Since HiveSQL is up 99% of the time, it hasn't been a priority, especially since I just do this as a favor to help out the community. Now that HiveSQL has been down for almost a week, I didn't want everyone waiting for their BRO tokens, so I revisited my fail over code and manually sent out distributions to catch up.
Then I noticed there was an issue, one particular user received BRO even though he doesn't currently delegate. It was only 0.01 BRO, so it isn't a big deal but it got me thinking there was an issue with the source of data.
I already have code to pull delegation from three different sources that I know works. I just never bothered to compare their results for accuracy.
I have three functions:
- getHiveDelegatorsFromHAFSQL(account)
- getHiveDelegatorsFromHiveSQL(account)
- getHiveDelegatorsFromEcency(account)
In theory, these all should report the same information. I was curious how far off the api is, so I know what the end result was. For the one user I know was receiving API even though he didn't have an active delegation, I queried the API and looked manually.
The Ecency API reports this:
{
delegator: 'bulliontools',
delegatee: 'brofi',
vesting_shares: '435957.734106 VESTS',
timestamp: '2024-01-05T02:41:48+00:00',
vests: 435957.734106
}
This is actually accurate, @bulliontools did delegate to @brofi back in January, but a few weeks later he removed his delegation but the API indexer never picked up on this.
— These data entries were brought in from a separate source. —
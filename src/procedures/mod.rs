/*!
Procedures for inspecting and changing a base, each an `impl` block on [GenericBase](crate::base::GenericBase).

- [degree](crate::base::GenericBase::degree), the order of entrenchment at which the base as a whole commits to a formula.
- [expand](crate::base::GenericBase::expand), acceptance of a formula without regard for consistency.
- [contract](crate::base::GenericBase::contract), withdrawal of a formula to a given order.
- [revise](crate::base::GenericBase::revise), consistent acceptance of a formula, by the Levi identity: contract the negation, then expand.

The change procedures follow a common shape: validate the order, normalise the expression through the backend, scan the store while queueing order updates, and commit the queue as one batch.
Scans never touch the store, so every degree taken during a scan is taken against the base as it stood when the operation began.
*/

pub mod contract;
pub mod degree;
pub mod expand;
pub mod revise;
/*!
Entailment by resolution refutation.

A set of premises entails a goal exactly when the premises together with the negation of the goal are unsatisfiable, witnessed here by deriving the empty clause under resolution.
The procedure saturates: each round resolves every pair of clauses in the working set, and the search stops when either the empty clause appears or a round derives nothing new.

```rust
# use entrench::resolution::entails;
# use entrench::backend::{Backend, CanonicalBackend};
let backend = CanonicalBackend::default();

let rain_wet = backend.normalize(&"rain -> wet".parse().unwrap());
let rain = backend.normalize(&"rain".parse().unwrap());
let wet = backend.normalize(&"wet".parse().unwrap());

assert!(entails(&[&rain_wet, &rain], &wet));
assert!(!entails(&[&rain_wet], &wet));
```

With no premises, entailment of a formula is a tautology test.
The clause space over the atoms in play is finite and the working set grows strictly between rounds, so the procedure always terminates.
*/

use std::collections::HashSet;

use crate::{
    misc::log::targets,
    structures::{clause::Clause, formula::Formula},
};

/// Whether the conjunction of `premises` entails `goal`.
pub fn entails(premises: &[&Formula], goal: &Formula) -> bool {
    log::trace!(target: targets::RESOLUTION, "{} premise(s), goal: {goal}", premises.len());

    let mut clauses: Vec<Clause> = premises
        .iter()
        .flat_map(|premise| premise.conjuncts().cloned())
        .chain(goal.negated().conjuncts().cloned())
        .collect();
    clauses.sort_unstable();
    clauses.dedup();

    if clauses.iter().any(|clause| clause.is_empty()) {
        return true;
    }

    let mut members: HashSet<Clause> = clauses.iter().cloned().collect();
    let mut derived: HashSet<Clause> = HashSet::new();

    loop {
        for i in 0..clauses.len() {
            for j in (i + 1)..clauses.len() {
                for resolvent in resolvents(&clauses[i], &clauses[j]) {
                    if resolvent.is_empty() {
                        log::trace!(target: targets::RESOLUTION, "refuted: {} and {}", clauses[i], clauses[j]);
                        return true;
                    }
                    derived.insert(resolvent);
                }
            }
        }

        if derived.iter().all(|clause| members.contains(clause)) {
            // Saturated without the empty clause.
            return false;
        }

        for clause in &derived {
            if members.insert(clause.clone()) {
                clauses.push(clause.clone());
            }
        }
    }
}

/// Every resolvent of a pair of clauses, one per complementary pair of literals, without duplicates.
pub fn resolvents(left: &Clause, right: &Clause) -> Vec<Clause> {
    let mut resolved: Vec<Clause> = left
        .literals()
        .filter(|pivot| right.contains(&pivot.negated()))
        .map(|pivot| left.resolvent_on(right, pivot))
        .collect();
    resolved.sort_unstable();
    resolved.dedup();
    resolved
}
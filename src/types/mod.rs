//! General types used throughout the library.

pub mod err;
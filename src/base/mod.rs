/*!
The belief base, owner of everything revised.

A base owns a [configuration](crate::config), a [backend](crate::backend), the [belief store](crate::db::store), and the [reorder queue](crate::db::reorder_q), and every operation on beliefs goes through a method on the base.

The base is generic over its backend.
[BeliefBase](crate::base::specific::BeliefBase) fixes the backend to the in-process [CanonicalBackend](crate::backend::CanonicalBackend) and is the type to use unless a different formula engine is wanted.

```rust
# use entrench::base::specific::BeliefBase;
let mut base = BeliefBase::default();

base.revise(&"rain -> wet".parse().unwrap(), 0.8, true)?;
base.revise(&"rain".parse().unwrap(), 0.6, true)?;

assert!(base.degree(&"wet".parse().unwrap()) >= 0.6);
# Ok::<(), entrench::types::err::OrderError>(())
```
*/

pub mod generic;
pub mod specific;

use crate::{
    backend::Backend,
    config::Config,
    db::{reorder_q::ReorderQ, store::BeliefDB},
};

/// A base of beliefs ranked by entrenchment, generic over the formula backend.
pub struct GenericBase<B: Backend> {
    /// The configuration of the base.
    pub config: Config,

    /// The formula backend: normalisation and satisfiability.
    pub backend: B,

    /// The store of every belief held.
    pub belief_db: BeliefDB,

    /// Order updates queued during a scan, applied on commit.
    pub reorder_q: ReorderQ,
}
To see how many other errors there are, I created a simple function to compare the results.
function compareResults(result1, result2) {
const differences = [];
// Iterate over result1
result1.forEach(entry1 => {
// Find matching entry in result2 based on delegator
const matchingEntry2 = result2.find(entry2 => entry2.delegator === entry1.delegator);
// If there's no matching entry in result2, or if vests values are different, add to differences
if (!matchingEntry2 || parseFloat(entry1.vests) !== parseFloat(matchingEntry2.vests)) {
differences.push(entry1);
}
});
// Iterate over result2 to find any delegators that are not in result1
result2.forEach(entry2 => {
const matchingEntry1 = result1.find(entry1 => entry1.delegator === entry2.delegator);
if (!matchingEntry1) {
differences.push(entry2);
}
});
return differences;
}
This code compares to lists and adds the differences to an array and then prints the array at the end.
The end result was this:
Differences found in vests values for the following delegators: [
{ delegator: 'fiberfrau', delegatee: 'brofi', vests: '81372.507328' },
{
delegator: 'bulliontools',
delegatee: 'brofi',
vesting_shares: '435957.734106 VESTS',
timestamp: '2024-01-05T02:41:48+00:00',
vests: 435957.734106
}
]
The result was a very insignificant discrepancy, and has almost no financial impact in this case. It could however have a pretty significant impact if a larger delegation was incorrectly tracked. Moral of the story, whenever possible, try to verify data before depending on it blindly.
Most services on Hive use HiveSQL and don't have fail over methods in place as it is just a pain in the ass to create 2-3 copies of every function when the service is usually available and the methods to retreive the data vary dramatically. If you do use alternative data sources, spend some time doing some sanity checks.
Posted Using InLeo Alpha
I'm glad there wasn't a major financial impact because of it. 🙂
Hopefully there aren't any major issues with other projects either.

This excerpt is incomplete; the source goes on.